Devoción y recogimiento en el inicio de la Pasión leonesa
3/17/2008
El Lunes Santo en León se identificaba históricamente con la procesión del Pregón. Aunque el antiguo desfile desapareció, tras la desavenencias entre cofradías de los primeros años noventa del siglo pasado, muchos papones aún relacionan este día con aquel cortejo, hoy reconvertido en la denominada procesión de la Pasión.
El desfile, que parte de la iglesia de Santa Nonia, está organizado por las tres cofradías 'históricas' de la ciudad –Nuestra Señora de las Angustias y Soledad, Dulce Nombre de Jesús Nazareno y la Real de Minerva y Veracruz– conservando todo el costumbrismo y recogimiento leonés camino de lo que serán los días más intensos del año.
Las tres cofradías 'negras' procesionan por orden de antigüedad y con su paso titular.
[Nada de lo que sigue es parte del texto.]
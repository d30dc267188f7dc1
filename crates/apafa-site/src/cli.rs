use std::path::PathBuf;

use apafa_core::{LoadPolicy, Page};
use clap::{Args, Parser, Subcommand};

use crate::config::Config;

#[derive(Parser, Debug)]
#[command(name = "apafa", version, about = "Render the APAFA website pages from their JSON fixtures")]
pub struct Cli {
    /// Config file (default: ~/.config/apafa-web/config.json)
    #[arg(long, global = true, env = "APAFA_CONFIG")]
    pub config: Option<PathBuf>,

    /// Write logs to this file instead of stderr
    #[arg(long, global = true, env = "APAFA_LOG_FILE")]
    pub log_file: Option<PathBuf>,

    #[command(subcommand)]
    pub command: Command,
}

#[derive(Subcommand, Debug)]
pub enum Command {
    /// Render pages from their templates
    Render(RenderArgs),
    /// Load one resource and print it as JSON
    Fetch(FetchArgs),
    /// Print the effective configuration
    Config(ConfigArgs),
}

#[derive(Args, Debug)]
pub struct RenderArgs {
    /// Page to render: index, padres, notificaciones, reuniones or all
    #[arg(long, default_value = "all", value_parser = parse_pages)]
    pub page: Pages,

    /// Abandon a page when any of its resources fails instead of using placeholders
    #[arg(long)]
    pub strict: bool,

    /// Directory holding <page>.html templates
    #[arg(long, env = "APAFA_TEMPLATES_DIR")]
    pub templates: Option<PathBuf>,

    /// Directory rendered pages are written to
    #[arg(long, env = "APAFA_OUT_DIR")]
    pub out: Option<PathBuf>,

    #[command(flatten)]
    pub source: SourceArgs,
}

impl RenderArgs {
    pub fn policy(&self) -> LoadPolicy {
        if self.strict {
            LoadPolicy::Strict
        } else {
            LoadPolicy::Fallback
        }
    }

    pub fn apply(&self, config: &mut Config) {
        self.source.apply(config);
        if let Some(ref dir) = self.templates {
            config.templates_dir = Some(dir.clone());
        }
        if let Some(ref dir) = self.out {
            config.out_dir = Some(dir.clone());
        }
    }
}

#[derive(Args, Debug)]
pub struct FetchArgs {
    /// Resource name, e.g. stats or resumen_financiero
    pub name: String,

    /// Always fetch, bypassing the loader cache
    #[arg(long)]
    pub no_cache: bool,

    #[command(flatten)]
    pub source: SourceArgs,
}

#[derive(Args, Debug)]
pub struct ConfigArgs {
    /// Also write the effective configuration to the config file
    #[arg(long)]
    pub save: bool,

    #[command(flatten)]
    pub source: SourceArgs,
}

/// Where fixtures come from and how hard to try
#[derive(Args, Debug, Default)]
pub struct SourceArgs {
    /// Origin serving the fixtures, e.g. https://colegio.example.org
    #[arg(long, env = "APAFA_ORIGIN")]
    pub origin: Option<String>,

    /// Path of the fixtures under the origin
    #[arg(long, env = "APAFA_BASE_PATH")]
    pub base_path: Option<String>,

    /// Read fixtures from a local directory instead of over HTTP
    #[arg(long, env = "APAFA_DATA_DIR")]
    pub data_dir: Option<PathBuf>,

    /// Per-attempt timeout in milliseconds
    #[arg(long, env = "APAFA_TIMEOUT_MS")]
    pub timeout_ms: Option<u64>,

    /// Extra attempts after the first failure
    #[arg(long, env = "APAFA_RETRIES")]
    pub retries: Option<u32>,
}

impl SourceArgs {
    pub fn apply(&self, config: &mut Config) {
        if let Some(ref origin) = self.origin {
            config.loader.origin = origin.clone();
        }
        if let Some(ref base_path) = self.base_path {
            config.loader.base_path = base_path.clone();
        }
        if let Some(ref dir) = self.data_dir {
            config.data_dir = Some(dir.clone());
        }
        if let Some(timeout_ms) = self.timeout_ms {
            config.loader.timeout_ms = timeout_ms;
        }
        if let Some(retries) = self.retries {
            config.loader.retries = retries;
        }
    }
}

#[derive(Debug, Clone, PartialEq, Eq)]
pub struct Pages(pub Vec<Page>);

fn parse_pages(s: &str) -> Result<Pages, String> {
    if s == "all" {
        return Ok(Pages(Page::ALL.to_vec()));
    }
    s.split(',')
        .map(|name| name.trim().parse::<Page>())
        .collect::<Result<Vec<_>, _>>()
        .map(Pages)
}
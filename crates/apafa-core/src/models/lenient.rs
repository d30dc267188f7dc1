//! Field decoders for hand-edited fixtures.
//!
//! A field holding the wrong JSON type decodes to its empty value instead of
//! rejecting the whole resource: a string amount becomes non-numeric, a null
//! count becomes 0, a null text becomes "". Lists drop entries that are not
//! objects and keep the rest.

use serde::de::DeserializeOwned;
use serde::{Deserialize, Deserializer};
use serde_json::Value;

use crate::utils::Amount;

/// Number, or 0 for anything non-numeric
pub fn number<'de, D>(deserializer: D) -> Result<f64, D::Error>
where
    D: Deserializer<'de>,
{
    Ok(opt_number(deserializer)?.unwrap_or(0.0))
}

pub fn opt_number<'de, D>(deserializer: D) -> Result<Option<f64>, D::Error>
where
    D: Deserializer<'de>,
{
    Ok(Amount::deserialize(deserializer)?.value())
}

/// Whole count; fractions are truncated, negatives and non-numbers give 0
pub fn count<'de, D>(deserializer: D) -> Result<u32, D::Error>
where
    D: Deserializer<'de>,
{
    Ok(opt_count(deserializer)?.unwrap_or(0))
}

pub fn opt_count<'de, D>(deserializer: D) -> Result<Option<u32>, D::Error>
where
    D: Deserializer<'de>,
{
    Ok(opt_number(deserializer)?.map(|v| v.max(0.0) as u32))
}

/// Text; numbers and booleans are printed, anything else is empty
pub fn text<'de, D>(deserializer: D) -> Result<String, D::Error>
where
    D: Deserializer<'de>,
{
    Ok(opt_text(deserializer)?.unwrap_or_default())
}

pub fn opt_text<'de, D>(deserializer: D) -> Result<Option<String>, D::Error>
where
    D: Deserializer<'de>,
{
    Ok(match Value::deserialize(deserializer)? {
        Value::String(s) => Some(s),
        Value::Number(n) => Some(n.to_string()),
        Value::Bool(b) => Some(b.to_string()),
        _ => None,
    })
}

/// Boolean; also accepts "true"/"false" strings and 0/1
pub fn flag<'de, D>(deserializer: D) -> Result<bool, D::Error>
where
    D: Deserializer<'de>,
{
    Ok(match Value::deserialize(deserializer)? {
        Value::Bool(b) => b,
        Value::String(s) => s.trim().eq_ignore_ascii_case("true"),
        Value::Number(n) => n.as_f64().is_some_and(|v| v != 0.0),
        _ => false,
    })
}

/// List whose entries decode one by one; undecodable entries are skipped
pub fn list<'de, D, T>(deserializer: D) -> Result<Vec<T>, D::Error>
where
    D: Deserializer<'de>,
    T: DeserializeOwned,
{
    Ok(match Value::deserialize(deserializer)? {
        Value::Array(items) => items
            .into_iter()
            .filter_map(|item| serde_json::from_value(item).ok())
            .collect(),
        _ => Vec::new(),
    })
}

/// Any value, or its default when the JSON does not fit
pub fn or_default<'de, D, T>(deserializer: D) -> Result<T, D::Error>
where
    D: Deserializer<'de>,
    T: DeserializeOwned + Default,
{
    Ok(serde_json::from_value(Value::deserialize(deserializer)?).unwrap_or_default())
}
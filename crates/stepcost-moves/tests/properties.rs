use std::collections::HashSet;
use std::collections::hash_map::DefaultHasher;
use std::hash::{Hash, Hasher};

use proptest::prelude::*;
use stepcost_core::{Offset, Position, TerrainKind};
use stepcost_moves::{InvalidRequest, Movement, SpatialIndex, Tile, shared_corners};

const SIDE: i32 = 6;

fn arb_terrain() -> impl Strategy<Value = TerrainKind> {
    prop_oneof![
        Just(TerrainKind::Open),
        Just(TerrainKind::Forest),
        Just(TerrainKind::Stone),
    ]
}

fn arb_index() -> impl Strategy<Value = SpatialIndex> {
    prop::collection::vec(arb_terrain(), (SIDE * SIDE) as usize).prop_map(|cells| {
        SpatialIndex::from_fn(SIDE as usize, SIDE as usize, |p| {
            cells[p.key(SIDE as usize)]
        })
        .unwrap()
    })
}

fn arb_cell() -> impl Strategy<Value = Position> {
    (0..SIDE, 0..SIDE).prop_map(|(x, y)| Position::new(x, y))
}

fn hash_of<T: Hash>(v: &T) -> u64 {
    let mut h = DefaultHasher::new();
    v.hash(&mut h);
    h.finish()
}

proptest! {
    #[test]
    fn tile_identity_is_position_identity(
        x in -100i32..100,
        y in -100i32..100,
        a in arb_terrain(),
        b in arb_terrain(),
    ) {
        let p = Position::new(x, y);
        let ta = Tile::new(p, a);
        let tb = Tile::new(Position::new(x, y), b);
        prop_assert_eq!(ta, tb);
        prop_assert_eq!(hash_of(&ta), hash_of(&tb));

        let mut set = HashSet::new();
        set.insert(ta);
        prop_assert!(!set.insert(tb));
        prop_assert!(set.contains(&p));
    }

    #[test]
    fn non_adjacent_pairs_are_rejected(
        idx in arb_index(),
        from in arb_cell(),
        to in arb_cell(),
    ) {
        let step = from.offset_to(to);
        prop_assume!(!step.is_adjacent());
        prop_assert_eq!(
            idx.evaluate(from, to),
            Err(InvalidRequest::NotAdjacent { from, to })
        );
    }

    #[test]
    fn orthogonal_cost_is_destination_weight(
        idx in arb_index(),
        from in arb_cell(),
        dir in 0usize..4,
    ) {
        let to = from + Offset::DIRECTIONS[dir];
        prop_assume!(idx.contains(to));
        let m = idx.evaluate(from, to).unwrap();
        match idx.terrain_at(to).weight() {
            Some(w) => prop_assert_eq!(m, Movement::Allowed { cost: w }),
            None => prop_assert_eq!(m, Movement::Blocked),
        }
    }

    #[test]
    fn diagonal_moves_are_symmetric_in_corners(
        idx in arb_index(),
        from in arb_cell(),
        dir in 4usize..8,
    ) {
        let to = from + Offset::DIRECTIONS[dir];
        prop_assume!(idx.contains(to));
        let corners = shared_corners(from, to).unwrap();
        let cut = corners
            .iter()
            .all(|&c| idx.lookup(c) == Some(TerrainKind::Stone));

        let there = idx.evaluate(from, to).unwrap();
        let back = idx.evaluate(to, from).unwrap();
        if cut {
            prop_assert_eq!(there, Movement::Blocked);
            prop_assert_eq!(back, Movement::Blocked);
        } else {
            prop_assert_eq!(there.allowed(), !idx.terrain_at(to).is_blocking());
            prop_assert_eq!(back.allowed(), !idx.terrain_at(from).is_blocking());
        }
        if let Some(cost) = there.cost() {
            prop_assert!(cost >= std::f64::consts::SQRT_2);
        }
    }

    #[test]
    fn evaluation_is_deterministic(
        idx in arb_index(),
        from in arb_cell(),
        dir in 0usize..8,
    ) {
        let to = from + Offset::DIRECTIONS[dir];
        prop_assert_eq!(idx.evaluate(from, to), idx.evaluate(from, to));
    }
}
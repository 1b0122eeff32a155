//! Error types for index construction, grid loading and move queries.

use std::fmt;
use std::io;

use stepcost_core::{Bounds, Position};

/// The terrain matrix disagrees with its declared dimensions.
#[derive(Debug, Clone, PartialEq, Eq)]
pub enum ConfigError {
    /// The matrix has a different number of rows than declared.
    RowCount { declared: usize, actual: usize },
    /// A row of the matrix has a different number of cells than declared.
    RowLength {
        row: usize,
        declared: usize,
        actual: usize,
    },
    /// A dimension does not fit the `i32` coordinate space.
    TooLarge { width: usize, height: usize },
}

impl fmt::Display for ConfigError {
    fn fmt(&self, f: &mut fmt::Formatter<'_>) -> fmt::Result {
        match self {
            Self::RowCount { declared, actual } => {
                write!(f, "grid declares {declared} rows but has {actual}")
            }
            Self::RowLength {
                row,
                declared,
                actual,
            } => write!(
                f,
                "grid declares {declared} columns but row {row} has {actual}"
            ),
            Self::TooLarge { width, height } => {
                write!(f, "grid of {height} rows x {width} columns is too large")
            }
        }
    }
}

impl std::error::Error for ConfigError {}

/// A movement query that has no defined answer.
#[derive(Debug, Clone, PartialEq, Eq)]
pub enum InvalidRequest {
    /// The two cells are not 8-directionally adjacent (this includes a cell
    /// and itself).
    NotAdjacent { from: Position, to: Position },
    /// A cell lies outside the indexed grid.
    OutOfBounds { pos: Position, bounds: Bounds },
}

impl fmt::Display for InvalidRequest {
    fn fmt(&self, f: &mut fmt::Formatter<'_>) -> fmt::Result {
        match self {
            Self::NotAdjacent { from, to } => {
                write!(f, "cells {from} and {to} are not adjacent")
            }
            Self::OutOfBounds { pos, bounds } => {
                write!(f, "cell {pos} is outside the grid ({bounds})")
            }
        }
    }
}

impl std::error::Error for InvalidRequest {}

/// Errors raised while reading a textual terrain grid.
#[derive(Debug)]
pub enum LoadError {
    Io(io::Error),
    /// The input ended before both dimensions were read.
    MissingDimensions,
    /// A dimension token is not a non-negative integer.
    BadDimension(String),
    /// The input ended before every cell was read.
    MissingCells { expected: usize, found: usize },
    Config(ConfigError),
}

impl From<io::Error> for LoadError {
    fn from(value: io::Error) -> Self {
        LoadError::Io(value)
    }
}

impl From<ConfigError> for LoadError {
    fn from(value: ConfigError) -> Self {
        LoadError::Config(value)
    }
}

impl fmt::Display for LoadError {
    fn fmt(&self, f: &mut fmt::Formatter<'_>) -> fmt::Result {
        match self {
            LoadError::Io(err) => write!(f, "{err}"),
            LoadError::MissingDimensions => write!(f, "grid input is missing its dimensions"),
            LoadError::BadDimension(tok) => write!(f, "invalid grid dimension \u{201c}{tok}\u{201d}"),
            LoadError::MissingCells { expected, found } => {
                write!(f, "grid input has {found} cells, expected {expected}")
            }
            LoadError::Config(err) => write!(f, "{err}"),
        }
    }
}

impl std::error::Error for LoadError {
    fn source(&self) -> Option<&(dyn std::error::Error + 'static)> {
        match self {
            LoadError::Io(err) => Some(err),
            LoadError::Config(err) => Some(err),
            _ => None,
        }
    }
}
//! Sparse terrain storage.
//!
//! A [`SpatialIndex`] holds only the cells whose terrain is not
//! [`TerrainKind::Open`]; every other in-bounds cell is implicitly open.
//! The index is populated once at construction and is read-only afterwards,
//! so a shared reference can be queried from any number of threads.

use std::borrow::Borrow;
use std::collections::HashSet;
use std::hash::{Hash, Hasher};

use stepcost_core::{Bounds, Position, TerrainKind};

use crate::error::ConfigError;

// ---------------------------------------------------------------------------
// Tile
// ---------------------------------------------------------------------------

/// A position carrying its terrain.
///
/// Equality and hashing look at the position only, so a tile can be found
/// in a set by its bare [`Position`].
#[derive(Debug, Clone, Copy)]
pub struct Tile {
    pub pos: Position,
    pub terrain: TerrainKind,
}

impl Tile {
    pub const fn new(pos: Position, terrain: TerrainKind) -> Self {
        Self { pos, terrain }
    }
}

impl PartialEq for Tile {
    fn eq(&self, other: &Self) -> bool {
        self.pos == other.pos
    }
}

impl Eq for Tile {}

impl Hash for Tile {
    fn hash<H: Hasher>(&self, state: &mut H) {
        // Must stay identical to `Position::hash` for the `Borrow` lookup.
        self.pos.hash(state);
    }
}

impl Borrow<Position> for Tile {
    fn borrow(&self) -> &Position {
        &self.pos
    }
}

// ---------------------------------------------------------------------------
// SpatialIndex
// ---------------------------------------------------------------------------

/// Immutable sparse map from [`Position`] to non-open [`TerrainKind`].
#[derive(Debug, Clone)]
pub struct SpatialIndex {
    tiles: HashSet<Tile>,
    bounds: Bounds,
}

impl SpatialIndex {
    /// Build an index from a row-major matrix of terrain symbols.
    ///
    /// `width` is the number of columns and `height` the number of rows.
    /// Fails if the matrix does not have exactly those dimensions.
    pub fn build<R: AsRef<[char]>>(
        grid: &[R],
        width: usize,
        height: usize,
    ) -> Result<Self, ConfigError> {
        if grid.len() != height {
            return Err(ConfigError::RowCount {
                declared: height,
                actual: grid.len(),
            });
        }
        for (row, cells) in grid.iter().enumerate() {
            let actual = cells.as_ref().len();
            if actual != width {
                return Err(ConfigError::RowLength {
                    row,
                    declared: width,
                    actual,
                });
            }
        }
        Self::from_fn(width, height, |p| {
            TerrainKind::from_symbol(grid[p.x as usize].as_ref()[p.y as usize])
        })
    }

    /// Build an index by asking `f` for the terrain of every cell.
    pub fn from_fn(
        width: usize,
        height: usize,
        mut f: impl FnMut(Position) -> TerrainKind,
    ) -> Result<Self, ConfigError> {
        let too_large = ConfigError::TooLarge { width, height };
        let w = i32::try_from(width).map_err(|_| too_large.clone())?;
        let h = i32::try_from(height).map_err(|_| too_large)?;
        let bounds = Bounds::new(w, h);

        let tiles: HashSet<Tile> = bounds
            .iter()
            .filter_map(|p| {
                let terrain = f(p);
                (!terrain.is_open()).then_some(Tile::new(p, terrain))
            })
            .collect();

        let index = Self { tiles, bounds };
        log::debug!(
            "built terrain index: {bounds}, {} forest, {} stone",
            index.count(TerrainKind::Forest),
            index.count(TerrainKind::Stone),
        );
        Ok(index)
    }

    /// Terrain stored at `pos`, or `None` for open or unlisted cells.
    #[inline]
    pub fn lookup(&self, pos: Position) -> Option<TerrainKind> {
        self.tiles.get(&pos).map(|t| t.terrain)
    }

    /// Terrain at `pos`, treating unlisted cells as open.
    #[inline]
    pub fn terrain_at(&self, pos: Position) -> TerrainKind {
        self.lookup(pos).unwrap_or_default()
    }

    /// Valid cells of the indexed grid.
    pub fn bounds(&self) -> Bounds {
        self.bounds
    }

    /// Number of columns.
    pub fn width(&self) -> usize {
        self.bounds.width() as usize
    }

    /// Number of rows.
    pub fn height(&self) -> usize {
        self.bounds.height() as usize
    }

    /// Whether `pos` lies on the grid.
    pub fn contains(&self, pos: Position) -> bool {
        self.bounds.contains(pos)
    }

    /// Number of stored (non-open) cells.
    pub fn len(&self) -> usize {
        self.tiles.len()
    }

    /// Whether every cell is open.
    pub fn is_empty(&self) -> bool {
        self.tiles.is_empty()
    }

    /// Count stored cells of the given kind.
    pub fn count(&self, kind: TerrainKind) -> usize {
        self.tiles.iter().filter(|t| t.terrain == kind).count()
    }

    /// Stored cells in row-major order.
    pub fn iter(&self) -> impl Iterator<Item = (Position, TerrainKind)> + '_ {
        let width = self.width();
        let mut tiles: Vec<&Tile> = self.tiles.iter().collect();
        tiles.sort_unstable_by_key(|t| t.pos.key(width));
        tiles.into_iter().map(|t| (t.pos, t.terrain))
    }
}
Angustias con la Virgen de las Angustias (atribuida a Juan de Juni, Juan de Angers o Guillermo Doncel, siglo XVI), Dulce Nombre con Nuestro Padre Jesús Nazareno (anónima, 1612) y Minerva con La Piedad (Luis Salvador Carmona, 1750).
Sólo la presencia del Nazareno en las calles merece contemplar el desfile, tanto en su inicio en la capilla de Santa Nonia como a su paso por las calles del viejo León, sin desmerecer por ello la categoría e importancia del resto de imágenes del cortejo de esta procesión.
Son tres tallas de gran calidad artística, pero sobre todo de sentimiento. La imagen de la Piedad, obra de Luis Salvador Carmona, fue un encargo de los franciscanos y su historio refleja el hondo sentido leonés de estos días. En la Guerra de la Independencia, el monasterio de San Francisco, donde estaba la Piedad, se destinó a hospital, por lo que tuvo que ser trasladada a la parroquia del Mercado y posteriormente pasó al templo de San Martín. En 1948 un cortocircuito en la iglesia de San Martín provocó un incendio que afectó a la imagen. Inmediatamente se formó una comisión para gestionar su restauración.Un año después volvió a León totalmente rehabilitada con un coste que ascendió a 25.000 pesetas de las que 20.000 se habían recaudado por voluntad popular.
Para ratificar en mayor medida el respeto entre las tres implicadas, se decidiría que si bien se había mantenido siempre la costumbre de que la más antigua cerrara la procesión, aquí, después, se resolvería que el orden fuese a la inversa, es decir, la cofradía de Angustias abriría la marcha y Minerva la epilogaría entre una y otra, los hermanos de Jesús Nazareno con su imagen titular.
El común denominador de las tres es que su túnica es negra, si bien la de Angustias luce cordón amarillo en las bocamangas, y la de Minerva cubre éstas, las bocamangas, con terciopelo morado.